Por outro lado, nós não temos uma reforma política. Estamos tendo ajustes eleitorais para dar mais poderes aos partidos, indo na contramão do que a sociedade está pedindo.
Há um novo sujeito político demandando mais participação e isso não está acontecendo no Congresso. Uma questão importante que eu advogo é a das candidaturas independentes. Quebrar o monopólio dos partidos para que pessoas com bandeiras, que em cima de um programa registrado no TSE e com endosso de determinada proporção de pessoas, possam apresentar candidaturas independentes.
Se a sra. pudesse fazer apenas uma mudança no sistema político, qual seria?
Financiamento público de campanha misto, com a contribuição de cidadãos, com um teto para essa contribuição. E acabar com a contribuição de empresas.
Os presidentes da Câmara, Eduardo Cunha, e do Senado, Renan Calheiros, são citados na Operação Lava Jato e podem vir a ser denunciados formalmente. Eles deveriam se licenciar dos cargos?
Nas democracias evoluídas isso aconteceria…
Eles deveriam se licenciar?
Deveriam. Principalmente quando se tem certeza da sua inocência. Depois você tem a chance de voltar totalmente por cima.
Eduardo Cunha anunciou que vai acelerar o processo de votação de uma proposta de emenda constitucional que reduz a maioridade penal de 18 para 16 anos. A sra. é a favor ou contra?

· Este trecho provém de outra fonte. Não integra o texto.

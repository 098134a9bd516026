//! evpipe 변환 스테이지
//!
//! - [`lpm`]: 최장 프리픽스 매칭으로 주소 필드에 네트워크 메타데이터를 붙이는 스테이지
//! - [`digest`]: 필드 값의 솔트 다이제스트를 계산하는 스테이지
//!
//! [`register_components`]로 레지스트리에 모든 스테이지를 등록합니다.

pub mod digest;
pub mod error;
pub mod lpm;

// --- 주요 타입 re-export ---

pub use digest::{DigestOptions, DigestProc};
pub use error::ProcError;
pub use lpm::{LpmOptions, LpmProc, OutField, Prefix, PrefixTree};

use evpipe_core::registry::Registry;

/// 이 크레이트의 모든 스테이지를 등록합니다.
pub fn register_components(registry: &mut Registry) {
    registry.register(lpm::MODULE_NAME, LpmProc::build);
    registry.register(digest::MODULE_NAME, DigestProc::build);
    registry.register(digest::LEGACY_MODULE_NAME, DigestProc::build);
}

Contra. Não se resolve o problema da violência colocando nossos jovens na cadeia. Há um adoecimento social que não pode ser atribuído aos jovens e adolescentes. A maior parcela dos 57 mil brasileiros assassinados por ano é de jovens e jovens negros, pessoas que não tiveram as mínimas oportunidades para poder desenvolver suas potencialidades.
Essa história de criminalizar a infância não é a solução para nos dar segurança. Muito pelo contrário, quando a gente não protege os idosos e os jovens, alguma coisa errada está acontecendo com essa sociedade.
Eduardo Cunha disse que vai propor a realização de um referendo se a redução da maioridade penal vier a ser aprovada, para que a população diga se é a favor ou contra. É uma boa ideia?
Já defendi o referendo para algumas questões, como, por exemplo, sobre a liberalização de alguns tipos de drogas que hoje são consideradas ilícitas. Isso aconteceu em outros países e foi um debate interessante. Em alguns casos o entendimento da população foi que deveria liberar, em outros não.
E quanto à maioridade penal?
Nesse caso, é um final já anunciado. A discussão não vai ser feita no mérito. A discussão vai ser em cima do jargão. Não vai ter espaço para argumentação. Hoje, o que está acontecendo é um jargão: “São violentos”. Se você tacha aquele adolescente como violento em si mesmo, isso já é um jargão. Não há mais espaço para argumentação.
Portanto, a sra. não recomenda o referendo nesse caso…
Só se fosse possível o debate. Eu acho que na situação que nós temos hoje será uma falsa democracia.
Em 2013, a sra. defendeu plebiscito sobre flexibilização da prática do aborto ou consumo da maconha. Mas disse ser contra a um plebiscito sobre casamento gay. Dois anos depois, mantém essa posição?
A mesma posição para um debate. Se for na base do rótulo, do jargão, da satanização, de quem é a favor de aborto ser execrado, quem é contra ser execrado, isso não é debate. E nesse momento parece que as pessoas não têm muita disposição para argumentação. A gente propõe as coisas para favorecer o debate. Se não vai favorecer o debate, a discussão no mérito, passa a ser apenas um pretexto para legitimar sua posição.
Como está sua saúde?
Está bem, graças a Deus. Com as minhas restrições por causa das alergias. Mas isso já faz parte da vida. Há mais de 30 anos que eu sou assim.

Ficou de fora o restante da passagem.